DATA FOR PROCESSING:
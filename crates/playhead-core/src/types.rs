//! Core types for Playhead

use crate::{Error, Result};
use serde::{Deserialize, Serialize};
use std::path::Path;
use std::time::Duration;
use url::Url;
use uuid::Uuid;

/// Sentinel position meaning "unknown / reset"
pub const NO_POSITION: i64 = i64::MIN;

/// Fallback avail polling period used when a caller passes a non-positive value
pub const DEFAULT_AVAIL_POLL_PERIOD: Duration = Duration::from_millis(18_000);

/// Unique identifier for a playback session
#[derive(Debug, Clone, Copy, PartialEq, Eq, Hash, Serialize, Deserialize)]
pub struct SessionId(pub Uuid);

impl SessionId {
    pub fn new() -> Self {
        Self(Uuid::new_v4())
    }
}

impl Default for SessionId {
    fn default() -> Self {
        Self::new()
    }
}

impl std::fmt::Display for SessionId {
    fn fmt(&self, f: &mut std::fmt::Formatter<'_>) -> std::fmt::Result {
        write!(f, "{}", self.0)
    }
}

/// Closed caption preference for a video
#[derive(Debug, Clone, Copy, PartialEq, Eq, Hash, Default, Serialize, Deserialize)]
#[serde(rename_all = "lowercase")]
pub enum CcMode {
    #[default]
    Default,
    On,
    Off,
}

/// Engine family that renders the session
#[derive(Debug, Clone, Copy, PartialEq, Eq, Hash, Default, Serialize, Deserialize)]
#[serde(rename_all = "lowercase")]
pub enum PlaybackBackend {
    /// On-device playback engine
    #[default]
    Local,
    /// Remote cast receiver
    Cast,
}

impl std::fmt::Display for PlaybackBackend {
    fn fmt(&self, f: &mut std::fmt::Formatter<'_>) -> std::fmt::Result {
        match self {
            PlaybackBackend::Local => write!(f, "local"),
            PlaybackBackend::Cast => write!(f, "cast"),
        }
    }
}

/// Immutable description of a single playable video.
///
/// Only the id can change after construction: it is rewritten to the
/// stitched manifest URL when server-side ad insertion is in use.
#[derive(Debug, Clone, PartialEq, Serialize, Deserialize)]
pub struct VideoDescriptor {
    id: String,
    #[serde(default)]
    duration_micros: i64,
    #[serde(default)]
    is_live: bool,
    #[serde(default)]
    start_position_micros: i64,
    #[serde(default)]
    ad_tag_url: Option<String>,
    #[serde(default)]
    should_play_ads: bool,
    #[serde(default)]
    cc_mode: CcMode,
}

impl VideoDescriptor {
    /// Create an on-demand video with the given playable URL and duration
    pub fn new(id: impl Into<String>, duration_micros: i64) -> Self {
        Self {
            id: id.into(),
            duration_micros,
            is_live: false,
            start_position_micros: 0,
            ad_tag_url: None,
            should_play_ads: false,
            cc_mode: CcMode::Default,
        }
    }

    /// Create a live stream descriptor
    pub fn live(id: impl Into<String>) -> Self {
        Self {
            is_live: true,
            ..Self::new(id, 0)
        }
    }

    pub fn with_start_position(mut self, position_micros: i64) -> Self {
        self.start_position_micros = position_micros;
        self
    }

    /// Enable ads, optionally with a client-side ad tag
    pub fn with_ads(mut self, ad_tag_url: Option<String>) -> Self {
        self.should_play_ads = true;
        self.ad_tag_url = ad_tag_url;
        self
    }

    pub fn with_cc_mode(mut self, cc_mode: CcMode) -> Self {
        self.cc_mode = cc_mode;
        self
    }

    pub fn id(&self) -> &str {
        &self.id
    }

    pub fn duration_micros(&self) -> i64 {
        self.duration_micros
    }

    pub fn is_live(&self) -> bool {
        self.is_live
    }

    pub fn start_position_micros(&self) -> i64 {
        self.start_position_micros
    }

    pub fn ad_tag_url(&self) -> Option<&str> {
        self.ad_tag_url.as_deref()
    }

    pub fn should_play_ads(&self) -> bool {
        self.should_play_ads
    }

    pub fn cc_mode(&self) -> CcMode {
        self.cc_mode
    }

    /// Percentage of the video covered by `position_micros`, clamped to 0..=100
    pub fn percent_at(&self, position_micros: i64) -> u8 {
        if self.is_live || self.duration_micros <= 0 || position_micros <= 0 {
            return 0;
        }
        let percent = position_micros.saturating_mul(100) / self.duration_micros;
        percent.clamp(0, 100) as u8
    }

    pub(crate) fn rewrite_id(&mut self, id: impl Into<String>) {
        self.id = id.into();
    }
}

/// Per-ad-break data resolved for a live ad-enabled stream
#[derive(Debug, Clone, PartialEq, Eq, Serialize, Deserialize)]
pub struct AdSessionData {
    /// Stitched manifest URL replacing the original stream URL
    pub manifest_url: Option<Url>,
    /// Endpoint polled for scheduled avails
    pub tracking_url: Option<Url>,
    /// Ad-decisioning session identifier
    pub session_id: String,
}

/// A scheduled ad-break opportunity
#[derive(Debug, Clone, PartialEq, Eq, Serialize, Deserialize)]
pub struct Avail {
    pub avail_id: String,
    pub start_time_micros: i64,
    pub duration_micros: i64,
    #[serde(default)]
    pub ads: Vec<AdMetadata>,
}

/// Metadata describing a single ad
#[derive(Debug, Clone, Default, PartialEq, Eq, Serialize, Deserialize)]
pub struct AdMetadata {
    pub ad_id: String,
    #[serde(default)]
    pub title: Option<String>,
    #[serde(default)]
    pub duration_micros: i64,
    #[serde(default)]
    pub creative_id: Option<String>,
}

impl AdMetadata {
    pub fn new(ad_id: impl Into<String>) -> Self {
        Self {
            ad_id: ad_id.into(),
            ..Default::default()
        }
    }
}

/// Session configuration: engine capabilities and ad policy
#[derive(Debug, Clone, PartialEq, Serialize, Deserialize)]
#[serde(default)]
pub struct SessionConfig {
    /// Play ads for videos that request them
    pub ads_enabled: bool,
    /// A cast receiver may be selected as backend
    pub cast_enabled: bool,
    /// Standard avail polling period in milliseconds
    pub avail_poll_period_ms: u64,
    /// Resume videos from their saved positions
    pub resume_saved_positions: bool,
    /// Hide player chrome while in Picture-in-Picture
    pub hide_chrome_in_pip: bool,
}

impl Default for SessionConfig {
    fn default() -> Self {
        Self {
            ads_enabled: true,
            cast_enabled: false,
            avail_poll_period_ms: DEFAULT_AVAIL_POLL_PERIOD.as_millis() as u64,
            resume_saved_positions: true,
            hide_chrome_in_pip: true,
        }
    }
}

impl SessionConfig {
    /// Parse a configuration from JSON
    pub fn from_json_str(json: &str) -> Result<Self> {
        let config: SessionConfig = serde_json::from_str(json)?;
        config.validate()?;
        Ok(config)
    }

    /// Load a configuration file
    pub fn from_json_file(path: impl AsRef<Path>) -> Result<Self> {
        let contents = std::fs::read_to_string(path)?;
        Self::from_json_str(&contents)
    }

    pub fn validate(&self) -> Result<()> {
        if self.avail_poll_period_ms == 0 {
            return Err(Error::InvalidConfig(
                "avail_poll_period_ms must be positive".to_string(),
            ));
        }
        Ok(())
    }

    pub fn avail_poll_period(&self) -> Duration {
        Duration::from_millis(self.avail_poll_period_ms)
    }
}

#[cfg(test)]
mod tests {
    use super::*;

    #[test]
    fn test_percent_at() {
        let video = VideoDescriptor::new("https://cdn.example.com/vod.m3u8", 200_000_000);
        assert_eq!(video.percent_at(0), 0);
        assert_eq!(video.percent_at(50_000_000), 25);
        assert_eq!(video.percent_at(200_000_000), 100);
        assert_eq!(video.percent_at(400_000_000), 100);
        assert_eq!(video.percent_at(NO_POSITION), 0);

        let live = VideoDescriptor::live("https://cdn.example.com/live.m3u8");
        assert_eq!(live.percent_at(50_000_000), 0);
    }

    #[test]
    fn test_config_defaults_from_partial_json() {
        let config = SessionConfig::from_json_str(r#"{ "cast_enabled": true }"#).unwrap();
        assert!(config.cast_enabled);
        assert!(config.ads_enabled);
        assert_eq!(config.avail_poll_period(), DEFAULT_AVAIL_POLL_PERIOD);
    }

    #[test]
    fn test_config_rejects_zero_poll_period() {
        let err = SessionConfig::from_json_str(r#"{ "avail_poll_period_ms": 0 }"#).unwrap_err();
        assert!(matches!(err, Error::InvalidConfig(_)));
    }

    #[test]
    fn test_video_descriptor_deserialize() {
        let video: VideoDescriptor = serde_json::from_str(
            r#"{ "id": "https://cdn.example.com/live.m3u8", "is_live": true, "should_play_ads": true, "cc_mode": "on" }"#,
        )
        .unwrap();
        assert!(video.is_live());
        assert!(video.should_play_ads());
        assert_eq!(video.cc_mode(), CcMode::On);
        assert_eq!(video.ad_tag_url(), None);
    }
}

* * *

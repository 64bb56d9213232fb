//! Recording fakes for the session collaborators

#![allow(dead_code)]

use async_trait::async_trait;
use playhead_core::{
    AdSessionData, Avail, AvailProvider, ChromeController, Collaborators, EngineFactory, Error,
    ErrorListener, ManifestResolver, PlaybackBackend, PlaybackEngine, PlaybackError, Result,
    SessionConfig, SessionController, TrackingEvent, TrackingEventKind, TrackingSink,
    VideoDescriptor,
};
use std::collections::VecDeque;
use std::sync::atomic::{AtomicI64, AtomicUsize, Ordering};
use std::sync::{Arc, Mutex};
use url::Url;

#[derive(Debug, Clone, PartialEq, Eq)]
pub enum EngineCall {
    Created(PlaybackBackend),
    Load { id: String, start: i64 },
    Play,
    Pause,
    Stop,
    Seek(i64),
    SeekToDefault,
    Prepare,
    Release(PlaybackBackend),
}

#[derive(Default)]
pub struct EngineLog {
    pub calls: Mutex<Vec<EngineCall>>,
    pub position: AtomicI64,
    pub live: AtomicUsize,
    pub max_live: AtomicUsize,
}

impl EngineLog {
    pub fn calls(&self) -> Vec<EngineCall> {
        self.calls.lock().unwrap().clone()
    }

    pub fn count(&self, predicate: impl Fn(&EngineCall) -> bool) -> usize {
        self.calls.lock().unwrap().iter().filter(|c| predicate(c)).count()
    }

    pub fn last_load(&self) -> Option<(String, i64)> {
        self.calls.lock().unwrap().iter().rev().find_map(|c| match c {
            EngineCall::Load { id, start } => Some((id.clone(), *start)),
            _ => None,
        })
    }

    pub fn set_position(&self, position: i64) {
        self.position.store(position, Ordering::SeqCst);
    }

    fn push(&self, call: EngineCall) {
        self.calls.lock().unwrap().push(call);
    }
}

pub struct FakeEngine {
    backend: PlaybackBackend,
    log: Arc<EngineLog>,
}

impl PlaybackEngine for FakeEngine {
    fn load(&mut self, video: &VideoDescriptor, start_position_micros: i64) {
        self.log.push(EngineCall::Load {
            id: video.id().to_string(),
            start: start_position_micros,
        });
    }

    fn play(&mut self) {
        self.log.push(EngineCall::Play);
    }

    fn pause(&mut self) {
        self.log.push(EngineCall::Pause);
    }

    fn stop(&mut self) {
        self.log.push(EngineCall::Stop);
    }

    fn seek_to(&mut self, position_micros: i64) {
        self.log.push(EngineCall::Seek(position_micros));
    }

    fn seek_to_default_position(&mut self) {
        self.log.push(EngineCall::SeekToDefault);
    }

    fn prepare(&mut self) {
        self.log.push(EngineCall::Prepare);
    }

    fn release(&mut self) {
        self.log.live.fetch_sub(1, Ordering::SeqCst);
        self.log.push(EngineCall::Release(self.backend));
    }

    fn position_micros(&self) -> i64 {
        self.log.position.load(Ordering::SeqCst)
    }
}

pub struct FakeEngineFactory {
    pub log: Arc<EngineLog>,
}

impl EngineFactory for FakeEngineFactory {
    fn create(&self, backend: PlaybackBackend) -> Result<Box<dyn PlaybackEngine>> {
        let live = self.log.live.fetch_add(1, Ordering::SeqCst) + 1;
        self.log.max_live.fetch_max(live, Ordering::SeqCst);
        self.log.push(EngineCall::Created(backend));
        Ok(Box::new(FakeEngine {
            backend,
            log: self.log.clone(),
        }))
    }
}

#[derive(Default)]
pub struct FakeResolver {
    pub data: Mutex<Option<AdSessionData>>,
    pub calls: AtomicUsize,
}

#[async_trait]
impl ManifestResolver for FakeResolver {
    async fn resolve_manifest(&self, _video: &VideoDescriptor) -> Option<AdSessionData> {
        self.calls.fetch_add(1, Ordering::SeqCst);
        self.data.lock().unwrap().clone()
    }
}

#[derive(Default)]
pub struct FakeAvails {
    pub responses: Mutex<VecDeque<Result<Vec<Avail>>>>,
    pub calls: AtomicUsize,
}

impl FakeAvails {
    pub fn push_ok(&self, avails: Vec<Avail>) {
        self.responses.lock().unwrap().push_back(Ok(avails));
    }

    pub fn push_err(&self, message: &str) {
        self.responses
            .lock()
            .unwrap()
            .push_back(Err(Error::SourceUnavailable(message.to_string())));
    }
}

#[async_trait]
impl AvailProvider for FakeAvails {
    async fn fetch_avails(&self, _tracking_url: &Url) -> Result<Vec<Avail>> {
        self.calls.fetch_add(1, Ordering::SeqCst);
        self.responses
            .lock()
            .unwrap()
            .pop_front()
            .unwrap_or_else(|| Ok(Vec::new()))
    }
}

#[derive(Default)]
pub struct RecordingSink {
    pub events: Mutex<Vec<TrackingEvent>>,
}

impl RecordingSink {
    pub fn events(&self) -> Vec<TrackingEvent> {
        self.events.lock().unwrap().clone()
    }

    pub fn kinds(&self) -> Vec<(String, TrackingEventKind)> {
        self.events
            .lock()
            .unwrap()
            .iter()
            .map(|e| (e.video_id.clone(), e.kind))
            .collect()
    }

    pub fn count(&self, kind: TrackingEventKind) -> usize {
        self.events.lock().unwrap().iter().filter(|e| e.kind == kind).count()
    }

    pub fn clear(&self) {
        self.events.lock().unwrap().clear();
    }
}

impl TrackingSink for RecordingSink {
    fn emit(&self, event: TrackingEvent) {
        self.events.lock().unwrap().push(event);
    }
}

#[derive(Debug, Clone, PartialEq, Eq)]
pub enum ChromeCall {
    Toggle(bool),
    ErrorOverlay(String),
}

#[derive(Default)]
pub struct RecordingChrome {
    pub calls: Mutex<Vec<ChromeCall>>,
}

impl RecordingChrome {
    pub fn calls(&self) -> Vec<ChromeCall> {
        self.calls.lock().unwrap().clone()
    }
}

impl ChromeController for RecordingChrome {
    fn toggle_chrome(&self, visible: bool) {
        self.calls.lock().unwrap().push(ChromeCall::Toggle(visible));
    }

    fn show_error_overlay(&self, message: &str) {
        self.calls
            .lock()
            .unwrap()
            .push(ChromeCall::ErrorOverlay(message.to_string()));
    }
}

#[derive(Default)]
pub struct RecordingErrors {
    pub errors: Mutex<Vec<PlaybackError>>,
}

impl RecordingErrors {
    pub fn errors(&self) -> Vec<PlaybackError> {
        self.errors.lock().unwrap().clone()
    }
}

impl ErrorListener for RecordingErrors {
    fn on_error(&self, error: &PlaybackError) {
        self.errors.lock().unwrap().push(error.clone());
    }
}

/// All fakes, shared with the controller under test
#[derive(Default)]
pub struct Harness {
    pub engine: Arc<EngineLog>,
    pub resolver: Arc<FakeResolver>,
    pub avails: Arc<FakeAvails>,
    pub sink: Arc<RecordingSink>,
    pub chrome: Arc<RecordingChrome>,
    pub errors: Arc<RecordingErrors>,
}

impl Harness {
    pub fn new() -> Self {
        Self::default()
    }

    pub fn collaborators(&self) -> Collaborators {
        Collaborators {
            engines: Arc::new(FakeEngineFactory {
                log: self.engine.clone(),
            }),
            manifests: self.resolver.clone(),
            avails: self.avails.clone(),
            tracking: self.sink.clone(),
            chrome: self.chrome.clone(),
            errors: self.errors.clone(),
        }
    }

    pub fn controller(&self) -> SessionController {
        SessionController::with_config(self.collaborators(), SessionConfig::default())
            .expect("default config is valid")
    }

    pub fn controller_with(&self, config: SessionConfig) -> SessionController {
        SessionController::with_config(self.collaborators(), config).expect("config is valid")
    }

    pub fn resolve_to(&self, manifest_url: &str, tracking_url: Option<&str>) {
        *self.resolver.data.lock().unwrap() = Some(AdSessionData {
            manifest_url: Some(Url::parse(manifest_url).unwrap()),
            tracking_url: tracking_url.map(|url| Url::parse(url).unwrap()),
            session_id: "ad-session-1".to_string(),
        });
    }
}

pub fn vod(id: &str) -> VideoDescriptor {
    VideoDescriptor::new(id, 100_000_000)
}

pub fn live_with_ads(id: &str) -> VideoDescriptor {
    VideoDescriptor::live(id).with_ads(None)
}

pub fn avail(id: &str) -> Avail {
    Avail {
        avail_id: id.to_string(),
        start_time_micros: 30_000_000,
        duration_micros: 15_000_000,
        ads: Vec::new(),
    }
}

AIM OF THE EXERCISE:
Keep both end lines and retype everything in the records above from the line containing "filename crates/playhead-core/src/types.rs" through the line containing "Hash, Serialize, Deserialize)]", exactly, with nothing else.

RESPONSE TO THIS TASK:
filename crates/playhead-core/src/types.rs
//! Core types for Playhead

use crate::{Error, Result};
use serde::{Deserialize, Serialize};
use std::path::Path;
use std::time::Duration;
use url::Url;
use uuid::Uuid;

/// Sentinel position meaning "unknown / reset"
pub const NO_POSITION: i64 = i64::MIN;

/// Fallback avail polling period used when a caller passes a non-positive value
pub const DEFAULT_AVAIL_POLL_PERIOD: Duration = Duration::from_millis(18_000);

/// Unique identifier for a playback session
#[derive(Debug, Clone, Copy, PartialEq, Eq, Hash, Serialize, Deserialize)]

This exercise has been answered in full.